On October 7, 2006 β€” Vladimir Putin's 54th birthday β€” Politkovskaya returned to her apartment building in central Moscow. She was carrying shopping bags. In the elevator, a gunman was waiting.

She was shot four times: three times in the chest and once in the head. The final shot was the kontrol'nyy vystrel β€” the control shot β€” a signature of professional Russian contract killings.

She was 48 years old. She was survived by her two children, Ilya and Vera, and by the body of work she had produced at Novaya Gazeta over seven years.

The Investigation

Putin, asked about the murder at a press conference, dismissed its significance. "Her political influence inside Russia was extremely insignificant," he said. "This murder is causing much greater damage to Russia and to the Chechen Republic and to the authorities than her publications ever did."

The investigation took years.

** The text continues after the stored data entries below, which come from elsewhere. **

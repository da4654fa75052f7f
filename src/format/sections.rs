use std::sync::LazyLock;

use regex::Regex;

static HEADING_RE: LazyLock<Regex> = LazyLock::new(|| {
    Regex::new(r"^(?:\d+\.\s+\*\*|#{1,3}\s)").expect("heading pattern is valid")
});

/// Splits raw analysis text into section candidates.
///
/// A new candidate starts at every line (after the first) that opens with a
/// numbered bold heading (`3. **`) or a markdown heading (`#`, `##`, `###`).
/// Text before the first heading is its own candidate. Blank candidates are
/// dropped; malformed headings just stay inside the surrounding candidate.
pub fn split_sections(raw: &str) -> Vec<&str> {
    let mut candidates = Vec::new();
    let mut start = 0;
    let mut offset = 0;

    for line in raw.split_inclusive('\n') {
        if offset > 0 && is_heading_line(line) {
            // the separating newline belongs to neither side
            let end = offset - 1;
            candidates.push(&raw[start..end]);
            start = offset;
        }
        offset += line.len();
    }
    candidates.push(&raw[start..]);

    candidates
        .into_iter()
        .filter(|candidate| !candidate.trim().is_empty())
        .collect()
}

fn is_heading_line(line: &str) -> bool {
    HEADING_RE.is_match(line)
}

In 2014, five men were convicted: one former police officer who acted as the organiser, one who tracked her movements, and three Chechen brothers β€” one of whom fired the shots. They were sentenced to prison terms ranging from 11 years to life.

But the person who ordered and paid for the killing has never been identified or prosecuted. The investigation established the chain of execution but not the chain of command. In Russia, the question of who orders a journalist's murder is the question that is never answered.

Novaya Gazeta

Politkovskaya was the sixth journalist from Novaya Gazeta to be murdered. The newspaper's editor, Dmitry Muratov, won the Nobel Peace Prize in 2021 for his efforts to safeguard freedom of expression in Russia. He dedicated the prize to the journalists who had been killed.

In 2022, after Russia's invasion of Ukraine, Novaya Gazeta suspended operations under pressure from Russian authorities. Muratov auctioned his Nobel medal for $103.5 million, donating the proceeds to UNICEF for children displaced by the war in Ukraine.

The newspaper Politkovskaya died for has been effectively silenced. The war she documented in Chechnya was a rehearsal for the methods Russia would later use in Syria and Ukraine. The system she described β€” "total servility to Putin, otherwise death" β€” has not changed. It has expanded.

What Remains

Politkovskaya held dual Russian and American citizenship. She could have left Russia at any time. She had offers of asylum, fellowships, and positions abroad. She chose to stay.

"People often tell me that I am a pessimist," she wrote in the final essay of Putin's Russia, titled "Am I Afraid?" She concluded the essay β€” and the book β€” with these words: "If anybody thinks they can take comfort from the 'optimistic' forecast, let them do so. It is certainly the easier way, but it is the death sentence for our grandchildren."

She was not a pessimist. She was accurate. The Russia she described in 2004 β€” a country hurtling toward authoritarianism, where journalism was being replaced by servility, where the security services operated without accountability β€” is the Russia that exists today. Every warning she published has been confirmed. Every prediction she made has come true.

The woman who made those predictions was shot in an elevator carrying her groceries. The man whose birthday fell on the day of her murder went on to invade Ukraine, impose the most severe censorship since the Soviet era, and imprison or exile virtually every independent journalist remaining in Russia.

Politkovskaya knew this was coming. She wrote it down. She published it. And when they killed her for it, she was already on record.